> Task prompt
Among the entries, find the lines with the string "BucketDataSource" and report them.

= = = =

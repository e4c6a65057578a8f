pub mod api;
pub mod config;
pub mod data_sources;
pub mod resources;

#[cfg(test)]
mod test_helpers;

use async_trait::async_trait;
use config::{AuthMethod, ProviderSettings};
use std::collections::HashMap;
use tfplug::provider::{DataSourceSchema, ResourceSchema};
use tfplug::request::{ConfigureRequest, ConfigureResponse};
use tfplug::{
    AttributeBuilder, DataSourceV2, Diagnostics, ProviderV2, ResourceV2, Schema, SchemaBuilder,
};

pub struct InfluxDbProvider {
    client: Option<api::Client>,
}

impl Default for InfluxDbProvider {
    fn default() -> Self {
        Self::new()
    }
}

impl InfluxDbProvider {
    pub fn new() -> Self {
        Self { client: None }
    }

    /// Builds a client for the resolved settings and checks the server answers
    ///
    /// On failure returns the diagnostic detail to report.
    async fn connect(settings: &ProviderSettings) -> Result<api::Client, String> {
        let unexpected = |e: api::ApiError| {
            format!(
                "An unexpected error occurred when creating the InfluxDB client. \
                 If the error is not clear, please contact the provider developers.\n\n\
                 InfluxDB Client Error: {}",
                e
            )
        };

        let client = match &settings.auth {
            AuthMethod::Token(token) => {
                api::Client::new(&settings.url, token).map_err(unexpected)?
            }
            AuthMethod::Password { username, password } => {
                api::Client::sign_in(&settings.url, username, password)
                    .await
                    .map_err(|e| {
                        format!(
                            "Failed to login with username and password to InfluxDB.\n\n\
                             InfluxDB Client Error: {}",
                            e
                        )
                    })?
            }
        };

        client.ping().await.map_err(unexpected)?;
        Ok(client)
    }
}

#[async_trait]
impl ProviderV2 for InfluxDbProvider {
    fn type_name(&self) -> &str {
        "influxdb"
    }

    fn provider_schema(&self) -> Schema {
        SchemaBuilder::new()
            .description("InfluxDB provider to deploy and manage resources supported by InfluxDB.")
            .attribute(
                AttributeBuilder::string("url")
                    .optional()
                    .description("The InfluxDB Cloud or OSS URL. May also be set with the INFLUXDB_URL environment variable."),
            )
            .attribute(
                AttributeBuilder::string("token")
                    .optional()
                    .sensitive()
                    .description("An InfluxDB API token. May also be set with the INFLUXDB_TOKEN environment variable."),
            )
            .attribute(
                AttributeBuilder::string("username")
                    .optional()
                    .description("Username to sign in with. Takes precedence over the token when set."),
            )
            .attribute(
                AttributeBuilder::string("password")
                    .optional()
                    .sensitive()
                    .description("Password used together with username."),
            )
            .build()
    }

    async fn configure(&mut self, request: ConfigureRequest) -> ConfigureResponse {
        let mut diags = Diagnostics::new();

        let Some(settings) = ProviderSettings::from_config(&request.config, &mut diags) else {
            return ConfigureResponse { diagnostics: diags };
        };

        tracing::debug!(url = %settings.url, "creating InfluxDB client");

        match Self::connect(&settings).await {
            Ok(client) => {
                tracing::info!(url = %client.base_url(), "configured InfluxDB client");
                self.client = Some(client);
            }
            Err(detail) => diags.add_error("Unable to Create InfluxDB Client", Some(detail)),
        }

        ConfigureResponse { diagnostics: diags }
    }

    async fn create_resource(&self, name: &str) -> tfplug::Result<Box<dyn ResourceV2>> {
        let client = self
            .client
            .as_ref()
            .ok_or("Provider not configured")?
            .clone();

        match name {
            "influxdb_organization" => {
                Ok(Box::new(resources::OrganizationResource::new(client)))
            }
            "influxdb_bucket" => Ok(Box::new(resources::BucketResource::new(client))),
            "influxdb_authorization" => {
                Ok(Box::new(resources::AuthorizationResource::new(client)))
            }
            "influxdb_label" => Ok(Box::new(resources::LabelResource::new(client))),
            "influxdb_task" => Ok(Box::new(resources::TaskResource::new(client))),
            "influxdb_user" => Ok(Box::new(resources::UserResource::new(client))),
            _ => Err(format!("Unknown resource: {}", name).into()),
        }
    }

    async fn create_data_source(&self, name: &str) -> tfplug::Result<Box<dyn DataSourceV2>> {
        let client = self
            .client
            .as_ref()
            .ok_or("Provider not configured")?
            .clone();

        use data_sources::*;
        match name {
            "influxdb_organization" => Ok(Box::new(OrganizationDataSource::new(client))),
            "influxdb_organizations" => Ok(Box::new(OrganizationsDataSource::new(client))),
            "influxdb_bucket" => Ok(Box::new(BucketDataSource::new(client))),
            "influxdb_buckets" => Ok(Box::new(BucketsDataSource::new(client))),
            "influxdb_authorization" => Ok(Box::new(AuthorizationDataSource::new(client))),
            "influxdb_authorizations" => Ok(Box::new(AuthorizationsDataSource::new(client))),
            "influxdb_label" => Ok(Box::new(LabelDataSource::new(client))),
            "influxdb_labels" => Ok(Box::new(LabelsDataSource::new(client))),
            "influxdb_task" => Ok(Box::new(TaskDataSource::new(client))),
            "influxdb_tasks" => Ok(Box::new(TasksDataSource::new(client))),
            "influxdb_user" => Ok(Box::new(UserDataSource::new(client))),
            "influxdb_users" => Ok(Box::new(UsersDataSource::new(client))),
            _ => Err(format!("Unknown data source: {}", name).into()),
        }
    }

    async fn resource_schemas(&self) -> HashMap<String, ResourceSchema> {
        static SCHEMAS: std::sync::OnceLock<HashMap<String, ResourceSchema>> =
            std::sync::OnceLock::new();

        SCHEMAS
            .get_or_init(|| {
                use resources::*;
                [
                    ("influxdb_organization", OrganizationResource::schema_static()),
                    ("influxdb_bucket", BucketResource::schema_static()),
                    ("influxdb_authorization", AuthorizationResource::schema_static()),
                    ("influxdb_label", LabelResource::schema_static()),
                    ("influxdb_task", TaskResource::schema_static()),
                    ("influxdb_user", UserResource::schema_static()),
                ]
                .into_iter()
                .map(|(name, schema)| (name.to_string(), schema))
                .collect()
            })
            .clone()
    }

    async fn data_source_schemas(&self) -> HashMap<String, DataSourceSchema> {
        static SCHEMAS: std::sync::OnceLock<HashMap<String, DataSourceSchema>> =
            std::sync::OnceLock::new();

        SCHEMAS
            .get_or_init(|| {
                use data_sources::*;
                [
                    ("influxdb_organization", OrganizationDataSource::schema_static()),
                    ("influxdb_organizations", OrganizationsDataSource::schema_static()),
                    ("influxdb_bucket", BucketDataSource::schema_static()),
                    ("influxdb_buckets", BucketsDataSource::schema_static()),
                    ("influxdb_authorization", AuthorizationDataSource::schema_static()),
                    ("influxdb_authorizations", AuthorizationsDataSource::schema_static()),
                    ("influxdb_label", LabelDataSource::schema_static()),
                    ("influxdb_labels", LabelsDataSource::schema_static()),
                    ("influxdb_task", TaskDataSource::schema_static()),
                    ("influxdb_tasks", TasksDataSource::schema_static()),
                    ("influxdb_user", UserDataSource::schema_static()),
                    ("influxdb_users", UsersDataSource::schema_static()),
                ]
                .into_iter()
                .map(|(name, schema)| (name.to_string(), schema))
                .collect()
            })
            .clone()
    }
}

= = = =

> Result for this task
            "influxdb_bucket" => Ok(Box::new(BucketDataSource::new(client))),
                    ("influxdb_bucket", BucketDataSource::schema_static()),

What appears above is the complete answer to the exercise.